[Opening EXCERPTED DATA section]
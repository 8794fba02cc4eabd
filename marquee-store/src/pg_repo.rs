use async_trait::async_trait;
use chrono::{DateTime, Utc};
use sqlx::PgPool;
use uuid::Uuid;

use marquee_core::{
    InsertOutcome, RemoveOutcome, RoomLayout, ScreeningDirectory, SeatClaim, SeatClaimSource,
    SeatLock, SeatLockTable, SeatPos, StoreError,
};
use marquee_order::{Order, OrderStatus, OrderStore, TransitionError};

pub struct PgLockTable {
    pool: PgPool,
}

impl PgLockTable {
    pub fn new(pool: PgPool) -> Self {
        Self { pool }
    }
}

#[derive(sqlx::FromRow)]
struct LockRow {
    screening_id: Uuid,
    row_index: i32,
    col_index: i32,
    holder_id: Uuid,
    expires_at: DateTime<Utc>,
    created_at: DateTime<Utc>,
}

impl From<LockRow> for SeatLock {
    fn from(row: LockRow) -> Self {
        SeatLock {
            screening_id: row.screening_id,
            seat: SeatPos::new(row.row_index, row.col_index),
            holder_id: row.holder_id,
            expires_at: row.expires_at,
            created_at: row.created_at,
        }
    }
}

#[async_trait]
impl SeatLockTable for PgLockTable {
    async fn query(
        &self,
        screening_id: Uuid,
        now: DateTime<Utc>,
    ) -> Result<Vec<SeatLock>, StoreError> {
        let rows: Vec<LockRow> = sqlx::query_as(
            "SELECT screening_id, row_index, col_index, holder_id, expires_at, created_at \
             FROM seat_locks WHERE screening_id = $1 AND expires_at > $2",
        )
        .bind(screening_id)
        .bind(now)
        .fetch_all(&self.pool)
        .await?;

        Ok(rows.into_iter().map(SeatLock::from).collect())
    }

    async fn insert(
        &self,
        lock: SeatLock,
        now: DateTime<Utc>,
    ) -> Result<InsertOutcome, StoreError> {
        // Single upsert so two concurrent takers of the same seat resolve
        // inside Postgres. The WHERE arm lets the write through only over
        // an expired row or the holder's own; `created_at` survives a
        // same-holder refresh but resets when an expired lock is replaced.
        // The comparison runs in SQL where both sides share timestamptz
        // precision.
        let row: Option<(bool,)> = sqlx::query_as(
            "INSERT INTO seat_locks \
                 (screening_id, row_index, col_index, holder_id, expires_at, created_at) \
             VALUES ($1, $2, $3, $4, $5, $6) \
             ON CONFLICT (screening_id, row_index, col_index) DO UPDATE SET \
                 holder_id = EXCLUDED.holder_id, \
                 expires_at = EXCLUDED.expires_at, \
                 created_at = CASE \
                     WHEN seat_locks.holder_id = EXCLUDED.holder_id \
                          AND seat_locks.expires_at > $7 \
                     THEN seat_locks.created_at \
                     ELSE EXCLUDED.created_at \
                 END \
             WHERE seat_locks.expires_at <= $7 \
                OR seat_locks.holder_id = EXCLUDED.holder_id \
             RETURNING (created_at = $6) AS created",
        )
        .bind(lock.screening_id)
        .bind(lock.seat.row)
        .bind(lock.seat.col)
        .bind(lock.holder_id)
        .bind(lock.expires_at)
        .bind(lock.created_at)
        .bind(now)
        .fetch_optional(&self.pool)
        .await?;

        Ok(match row {
            None => InsertOutcome::Conflict,
            Some((true,)) => InsertOutcome::Created,
            Some((false,)) => InsertOutcome::Refreshed,
        })
    }

    async fn remove(
        &self,
        screening_id: Uuid,
        seat: SeatPos,
        holder_id: Uuid,
        now: DateTime<Utc>,
    ) -> Result<RemoveOutcome, StoreError> {
        let deleted = sqlx::query(
            "DELETE FROM seat_locks \
             WHERE screening_id = $1 AND row_index = $2 AND col_index = $3 \
               AND holder_id = $4 AND expires_at > $5",
        )
        .bind(screening_id)
        .bind(seat.row)
        .bind(seat.col)
        .bind(holder_id)
        .bind(now)
        .execute(&self.pool)
        .await?
        .rows_affected();

        if deleted > 0 {
            return Ok(RemoveOutcome::Removed);
        }

        let other: Option<(Uuid,)> = sqlx::query_as(
            "SELECT holder_id FROM seat_locks \
             WHERE screening_id = $1 AND row_index = $2 AND col_index = $3 \
               AND expires_at > $4",
        )
        .bind(screening_id)
        .bind(seat.row)
        .bind(seat.col)
        .bind(now)
        .fetch_optional(&self.pool)
        .await?;

        match other {
            Some((found,)) if found != holder_id => Ok(RemoveOutcome::HeldByOther),
            _ => Ok(RemoveOutcome::NotHeld),
        }
    }

    async fn sweep(&self, now: DateTime<Utc>) -> Result<Vec<SeatLock>, StoreError> {
        let rows: Vec<LockRow> = sqlx::query_as(
            "DELETE FROM seat_locks WHERE expires_at <= $1 \
             RETURNING screening_id, row_index, col_index, holder_id, expires_at, created_at",
        )
        .bind(now)
        .fetch_all(&self.pool)
        .await?;
        Ok(rows.into_iter().map(SeatLock::from).collect())
    }
}

pub struct PgOrderStore {
    pool: PgPool,
}

impl PgOrderStore {
    pub fn new(pool: PgPool) -> Self {
        Self { pool }
    }

    async fn load(&self, row: OrderRow) -> Result<Order, StoreError> {
        let seats: Vec<(i32, i32)> = sqlx::query_as(
            "SELECT row_index, col_index FROM order_seats \
             WHERE order_id = $1 ORDER BY row_index, col_index",
        )
        .bind(row.id)
        .fetch_all(&self.pool)
        .await?;

        let status = OrderStatus::parse(&row.status)
            .ok_or_else(|| format!("unknown order status in storage: {}", row.status))?;

        Ok(Order {
            id: row.id,
            order_no: row.order_no,
            user_id: row.user_id,
            screening_id: row.screening_id,
            seats: seats
                .into_iter()
                .map(|(r, c)| SeatPos::new(r, c))
                .collect(),
            status,
            create_time: row.create_time,
            deadline: row.deadline,
            payment_time: row.payment_time,
            cancel_time: row.cancel_time,
        })
    }
}

#[derive(sqlx::FromRow)]
struct OrderRow {
    id: Uuid,
    order_no: String,
    user_id: Uuid,
    screening_id: Uuid,
    status: String,
    create_time: DateTime<Utc>,
    deadline: DateTime<Utc>,
    payment_time: Option<DateTime<Utc>>,
    cancel_time: Option<DateTime<Utc>>,
}

const ORDER_COLUMNS: &str = "id, order_no, user_id, screening_id, status, \
                             create_time, deadline, payment_time, cancel_time";

#[async_trait]
impl OrderStore for PgOrderStore {
    async fn insert(&self, order: &Order) -> Result<(), StoreError> {
        let mut tx = self.pool.begin().await?;

        sqlx::query(
            "INSERT INTO orders \
                 (id, order_no, user_id, screening_id, status, create_time, deadline) \
             VALUES ($1, $2, $3, $4, $5, $6, $7)",
        )
        .bind(order.id)
        .bind(&order.order_no)
        .bind(order.user_id)
        .bind(order.screening_id)
        .bind(order.status.as_str())
        .bind(order.create_time)
        .bind(order.deadline)
        .execute(&mut *tx)
        .await?;

        for seat in &order.seats {
            sqlx::query(
                "INSERT INTO order_seats (order_id, row_index, col_index) VALUES ($1, $2, $3)",
            )
            .bind(order.id)
            .bind(seat.row)
            .bind(seat.col)
            .execute(&mut *tx)
            .await?;
        }

        tx.commit().await?;
        Ok(())
    }

    async fn get(&self, id: Uuid) -> Result<Option<Order>, StoreError> {
        let row: Option<OrderRow> =
            sqlx::query_as(&format!("SELECT {ORDER_COLUMNS} FROM orders WHERE id = $1"))
                .bind(id)
                .fetch_optional(&self.pool)
                .await?;

        match row {
            Some(row) => Ok(Some(self.load(row).await?)),
            None => Ok(None),
        }
    }

    async fn get_by_order_no(&self, order_no: &str) -> Result<Option<Order>, StoreError> {
        let row: Option<OrderRow> = sqlx::query_as(&format!(
            "SELECT {ORDER_COLUMNS} FROM orders WHERE order_no = $1"
        ))
        .bind(order_no)
        .fetch_optional(&self.pool)
        .await?;

        match row {
            Some(row) => Ok(Some(self.load(row).await?)),
            None => Ok(None),
        }
    }

    async fn list_for_user(&self, user_id: Uuid) -> Result<Vec<Order>, StoreError> {
        let rows: Vec<OrderRow> = sqlx::query_as(&format!(
            "SELECT {ORDER_COLUMNS} FROM orders WHERE user_id = $1 ORDER BY create_time DESC"
        ))
        .bind(user_id)
        .fetch_all(&self.pool)
        .await?;

        let mut orders = Vec::with_capacity(rows.len());
        for row in rows {
            orders.push(self.load(row).await?);
        }
        Ok(orders)
    }

    async fn transition(
        &self,
        id: Uuid,
        expected: OrderStatus,
        to: OrderStatus,
        at: DateTime<Utc>,
    ) -> Result<Order, TransitionError> {
        // Guarded update: the status predicate makes this the same
        // compare-and-swap the in-memory store does under its mutex.
        let row: Option<OrderRow> = sqlx::query_as(&format!(
            "UPDATE orders SET status = $1, \
                 payment_time = CASE WHEN $1 = 'PAID' THEN $2 ELSE payment_time END, \
                 cancel_time = CASE WHEN $1 = 'CANCELLED' THEN $2 ELSE cancel_time END \
             WHERE id = $3 AND status = $4 \
             RETURNING {ORDER_COLUMNS}"
        ))
        .bind(to.as_str())
        .bind(at)
        .bind(id)
        .bind(expected.as_str())
        .fetch_optional(&self.pool)
        .await
        .map_err(|e| TransitionError::Store(e.into()))?;

        if let Some(row) = row {
            return self.load(row).await.map_err(TransitionError::Store);
        }

        let actual: Option<(String,)> = sqlx::query_as("SELECT status FROM orders WHERE id = $1")
            .bind(id)
            .fetch_optional(&self.pool)
            .await
            .map_err(|e| TransitionError::Store(e.into()))?;

        match actual {
            None => Err(TransitionError::NotFound),
            Some((status,)) => {
                let actual = OrderStatus::parse(&status).ok_or_else(|| {
                    TransitionError::Store(
                        format!("unknown order status in storage: {status}").into(),
                    )
                })?;
                Err(TransitionError::StateMismatch { expected, actual })
            }
        }
    }

    async fn expired_pending(&self, now: DateTime<Utc>) -> Result<Vec<Uuid>, StoreError> {
        let rows: Vec<(Uuid,)> = sqlx::query_as(
            "SELECT id FROM orders WHERE status = 'PENDING_PAYMENT' AND deadline <= $1",
        )
        .bind(now)
        .fetch_all(&self.pool)
        .await?;

        Ok(rows.into_iter().map(|(id,)| id).collect())
    }
}

#[async_trait]
impl SeatClaimSource for PgOrderStore {
    async fn claimed_seats(
        &self,
        screening_id: Uuid,
        now: DateTime<Utc>,
    ) -> Result<Vec<SeatClaim>, StoreError> {
        let rows: Vec<(i32, i32, bool)> = sqlx::query_as(
            "SELECT s.row_index, s.col_index, o.status IN ('PAID', 'COMPLETED') AS sold \
             FROM orders o JOIN order_seats s ON s.order_id = o.id \
             WHERE o.screening_id = $1 \
               AND (o.status IN ('PAID', 'COMPLETED') \
                    OR (o.status = 'PENDING_PAYMENT' AND o.deadline > $2))",
        )
        .bind(screening_id)
        .bind(now)
        .fetch_all(&self.pool)
        .await?;

        Ok(rows
            .into_iter()
            .map(|(row, col, sold)| SeatClaim {
                seat: SeatPos::new(row, col),
                sold,
            })
            .collect())
    }
}

pub struct PgDirectory {
    pool: PgPool,
}

impl PgDirectory {
    pub fn new(pool: PgPool) -> Self {
        Self { pool }
    }

    pub async fn register(
        &self,
        screening_id: Uuid,
        layout: &RoomLayout,
    ) -> Result<(), StoreError> {
        let blocked = serde_json::to_string(&layout.blocked)?;
        sqlx::query(
            "INSERT INTO screenings (id, room_rows, room_cols, blocked_seats) \
             VALUES ($1, $2, $3, $4) \
             ON CONFLICT (id) DO UPDATE SET \
                 room_rows = EXCLUDED.room_rows, \
                 room_cols = EXCLUDED.room_cols, \
                 blocked_seats = EXCLUDED.blocked_seats",
        )
        .bind(screening_id)
        .bind(layout.rows)
        .bind(layout.cols)
        .bind(blocked)
        .execute(&self.pool)
        .await?;
        Ok(())
    }
}

#[async_trait]
impl ScreeningDirectory for PgDirectory {
    async fn room_layout(&self, screening_id: Uuid) -> Result<Option<RoomLayout>, StoreError> {
        let row: Option<(i32, i32, String)> = sqlx::query_as(
            "SELECT room_rows, room_cols, blocked_seats FROM screenings WHERE id = $1",
        )
        .bind(screening_id)
        .fetch_optional(&self.pool)
        .await?;

        match row {
            Some((rows, cols, blocked)) => {
                let blocked: Vec<SeatPos> = serde_json::from_str(&blocked)?;
                Ok(Some(RoomLayout::with_blocked(rows, cols, blocked)))
            }
            None => Ok(None),
        }
    }
}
[Closing EXCERPTED DATA section]
TRY IT
Report all lines in the records that include the string "collect".

PROBLEM SOLUTION
        Ok(rows.into_iter().map(SeatLock::from).collect())
        Ok(rows.into_iter().map(SeatLock::from).collect())
                .collect(),
        Ok(rows.into_iter().map(|(id,)| id).collect())
            .collect())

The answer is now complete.